EXERCISE DESCRIPTION:
Which lines of the listing hold the string "reader"? Show each of them.
Start of PROVIDED DATA
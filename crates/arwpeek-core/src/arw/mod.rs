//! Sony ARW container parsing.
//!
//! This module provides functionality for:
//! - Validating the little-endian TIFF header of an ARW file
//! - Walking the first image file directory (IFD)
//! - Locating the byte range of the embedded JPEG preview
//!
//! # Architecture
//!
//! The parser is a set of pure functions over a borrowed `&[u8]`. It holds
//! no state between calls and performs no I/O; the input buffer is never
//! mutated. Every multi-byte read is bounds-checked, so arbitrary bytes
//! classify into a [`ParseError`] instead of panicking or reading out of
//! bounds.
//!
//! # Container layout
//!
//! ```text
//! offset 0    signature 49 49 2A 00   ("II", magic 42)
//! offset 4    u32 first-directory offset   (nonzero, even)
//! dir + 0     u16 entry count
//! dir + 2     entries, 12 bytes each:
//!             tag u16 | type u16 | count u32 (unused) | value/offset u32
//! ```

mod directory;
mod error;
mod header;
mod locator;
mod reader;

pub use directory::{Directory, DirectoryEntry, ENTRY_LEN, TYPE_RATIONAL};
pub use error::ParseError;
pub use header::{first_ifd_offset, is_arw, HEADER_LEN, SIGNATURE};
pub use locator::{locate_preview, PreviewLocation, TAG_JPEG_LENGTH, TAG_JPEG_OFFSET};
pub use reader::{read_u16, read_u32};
End of PROVIDED DATA
Start of PROVIDED DATA
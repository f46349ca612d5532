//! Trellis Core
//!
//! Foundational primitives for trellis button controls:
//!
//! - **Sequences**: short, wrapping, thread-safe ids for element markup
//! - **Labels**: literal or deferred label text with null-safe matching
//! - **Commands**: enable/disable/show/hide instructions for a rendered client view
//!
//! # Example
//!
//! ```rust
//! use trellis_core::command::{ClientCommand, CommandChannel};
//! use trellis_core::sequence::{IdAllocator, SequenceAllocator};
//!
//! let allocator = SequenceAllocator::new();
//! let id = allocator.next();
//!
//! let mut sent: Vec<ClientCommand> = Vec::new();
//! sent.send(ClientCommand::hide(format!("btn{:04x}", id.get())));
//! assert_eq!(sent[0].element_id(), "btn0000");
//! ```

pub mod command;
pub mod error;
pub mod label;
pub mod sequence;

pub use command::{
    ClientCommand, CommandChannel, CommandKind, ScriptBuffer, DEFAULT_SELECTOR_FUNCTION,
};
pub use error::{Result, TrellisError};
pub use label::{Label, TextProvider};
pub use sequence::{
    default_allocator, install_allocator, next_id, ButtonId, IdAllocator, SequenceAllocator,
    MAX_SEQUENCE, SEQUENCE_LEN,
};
End of PROVIDED DATA
Start of PROVIDED DATA
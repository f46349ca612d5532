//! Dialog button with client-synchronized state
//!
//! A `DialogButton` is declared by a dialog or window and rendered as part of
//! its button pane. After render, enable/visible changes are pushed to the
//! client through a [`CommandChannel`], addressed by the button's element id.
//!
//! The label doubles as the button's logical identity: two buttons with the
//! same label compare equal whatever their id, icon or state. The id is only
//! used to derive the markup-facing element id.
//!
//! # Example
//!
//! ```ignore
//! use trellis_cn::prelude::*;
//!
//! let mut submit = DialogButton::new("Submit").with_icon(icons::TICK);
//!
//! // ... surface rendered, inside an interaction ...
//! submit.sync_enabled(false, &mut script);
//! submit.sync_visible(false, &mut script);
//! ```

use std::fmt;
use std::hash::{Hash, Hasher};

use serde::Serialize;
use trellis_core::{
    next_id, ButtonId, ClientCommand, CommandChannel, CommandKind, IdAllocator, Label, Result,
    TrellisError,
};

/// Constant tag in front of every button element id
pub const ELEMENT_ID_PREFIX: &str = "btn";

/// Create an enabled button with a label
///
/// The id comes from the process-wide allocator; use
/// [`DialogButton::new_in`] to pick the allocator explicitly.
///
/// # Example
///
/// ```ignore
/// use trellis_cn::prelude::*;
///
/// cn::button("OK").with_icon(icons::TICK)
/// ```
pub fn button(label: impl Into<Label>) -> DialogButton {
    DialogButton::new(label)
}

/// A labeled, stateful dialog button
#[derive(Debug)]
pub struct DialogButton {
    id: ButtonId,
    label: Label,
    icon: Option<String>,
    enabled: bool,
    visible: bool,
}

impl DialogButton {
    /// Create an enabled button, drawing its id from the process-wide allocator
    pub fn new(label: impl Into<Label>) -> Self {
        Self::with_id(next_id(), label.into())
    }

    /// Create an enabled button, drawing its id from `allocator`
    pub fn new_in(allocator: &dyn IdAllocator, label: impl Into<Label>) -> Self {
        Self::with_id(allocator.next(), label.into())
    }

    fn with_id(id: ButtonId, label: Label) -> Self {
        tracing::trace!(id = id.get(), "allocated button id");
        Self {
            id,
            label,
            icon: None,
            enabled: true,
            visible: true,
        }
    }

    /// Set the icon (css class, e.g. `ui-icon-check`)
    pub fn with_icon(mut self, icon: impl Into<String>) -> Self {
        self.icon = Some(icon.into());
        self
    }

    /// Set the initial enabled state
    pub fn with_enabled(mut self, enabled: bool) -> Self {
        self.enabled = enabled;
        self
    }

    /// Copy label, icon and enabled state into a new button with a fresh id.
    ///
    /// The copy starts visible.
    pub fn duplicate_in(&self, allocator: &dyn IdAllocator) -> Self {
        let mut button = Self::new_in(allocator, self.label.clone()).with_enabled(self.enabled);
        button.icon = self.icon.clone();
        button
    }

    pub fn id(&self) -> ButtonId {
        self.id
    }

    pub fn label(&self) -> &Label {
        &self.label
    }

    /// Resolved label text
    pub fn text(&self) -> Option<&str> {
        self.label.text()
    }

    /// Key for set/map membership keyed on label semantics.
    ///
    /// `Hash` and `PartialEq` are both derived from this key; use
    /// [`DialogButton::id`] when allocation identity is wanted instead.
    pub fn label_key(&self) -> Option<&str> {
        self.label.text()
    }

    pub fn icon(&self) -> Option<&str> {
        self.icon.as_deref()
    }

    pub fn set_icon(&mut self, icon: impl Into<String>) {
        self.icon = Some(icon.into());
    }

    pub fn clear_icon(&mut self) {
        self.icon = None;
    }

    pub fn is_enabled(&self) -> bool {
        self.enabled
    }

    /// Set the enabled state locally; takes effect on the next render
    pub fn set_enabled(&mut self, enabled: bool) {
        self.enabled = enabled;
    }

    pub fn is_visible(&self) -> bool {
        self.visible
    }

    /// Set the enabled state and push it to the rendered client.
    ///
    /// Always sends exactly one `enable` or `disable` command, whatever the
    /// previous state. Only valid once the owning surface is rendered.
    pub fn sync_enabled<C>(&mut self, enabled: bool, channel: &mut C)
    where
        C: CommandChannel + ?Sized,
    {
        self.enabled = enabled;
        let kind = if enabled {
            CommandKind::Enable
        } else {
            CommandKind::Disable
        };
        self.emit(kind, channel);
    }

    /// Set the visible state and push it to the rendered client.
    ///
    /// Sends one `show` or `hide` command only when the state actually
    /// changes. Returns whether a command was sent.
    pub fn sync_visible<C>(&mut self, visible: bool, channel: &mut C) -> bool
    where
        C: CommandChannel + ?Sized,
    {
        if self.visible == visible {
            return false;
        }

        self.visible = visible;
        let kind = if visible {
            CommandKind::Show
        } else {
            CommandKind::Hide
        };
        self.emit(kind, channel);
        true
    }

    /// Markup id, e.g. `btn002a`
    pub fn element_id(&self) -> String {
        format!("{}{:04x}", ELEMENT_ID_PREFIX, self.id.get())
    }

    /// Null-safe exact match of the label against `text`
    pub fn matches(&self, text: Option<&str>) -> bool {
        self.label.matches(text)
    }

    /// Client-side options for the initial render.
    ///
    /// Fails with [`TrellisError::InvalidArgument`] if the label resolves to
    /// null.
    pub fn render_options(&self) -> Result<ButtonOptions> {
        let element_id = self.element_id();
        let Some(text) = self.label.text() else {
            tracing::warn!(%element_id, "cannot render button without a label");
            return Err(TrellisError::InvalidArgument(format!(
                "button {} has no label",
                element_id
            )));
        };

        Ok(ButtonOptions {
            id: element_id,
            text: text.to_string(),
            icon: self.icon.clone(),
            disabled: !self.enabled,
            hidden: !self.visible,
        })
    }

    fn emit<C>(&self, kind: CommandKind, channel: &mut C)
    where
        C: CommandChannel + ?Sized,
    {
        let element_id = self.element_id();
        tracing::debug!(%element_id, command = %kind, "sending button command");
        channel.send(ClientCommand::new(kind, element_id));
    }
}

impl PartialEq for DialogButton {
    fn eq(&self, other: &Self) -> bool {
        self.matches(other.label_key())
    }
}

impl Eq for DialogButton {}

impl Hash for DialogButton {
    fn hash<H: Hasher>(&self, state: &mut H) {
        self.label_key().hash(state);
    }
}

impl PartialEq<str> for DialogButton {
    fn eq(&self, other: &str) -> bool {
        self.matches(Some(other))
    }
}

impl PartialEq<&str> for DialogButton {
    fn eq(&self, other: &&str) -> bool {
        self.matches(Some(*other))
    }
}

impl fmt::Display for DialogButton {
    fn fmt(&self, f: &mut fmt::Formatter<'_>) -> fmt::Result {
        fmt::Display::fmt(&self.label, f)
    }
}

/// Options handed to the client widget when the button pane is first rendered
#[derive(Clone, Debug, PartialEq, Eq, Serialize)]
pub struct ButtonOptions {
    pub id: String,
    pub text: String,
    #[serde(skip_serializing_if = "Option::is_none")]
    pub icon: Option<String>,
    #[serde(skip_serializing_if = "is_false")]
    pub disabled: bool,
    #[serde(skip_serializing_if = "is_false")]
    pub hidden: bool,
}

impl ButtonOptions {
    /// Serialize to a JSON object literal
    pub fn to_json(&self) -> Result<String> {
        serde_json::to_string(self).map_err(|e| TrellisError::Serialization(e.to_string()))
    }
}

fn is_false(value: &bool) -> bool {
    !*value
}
End of PROVIDED DATA
WRITTEN RESPONSE:
mod reader;
pub use reader::{read_u16, read_u32};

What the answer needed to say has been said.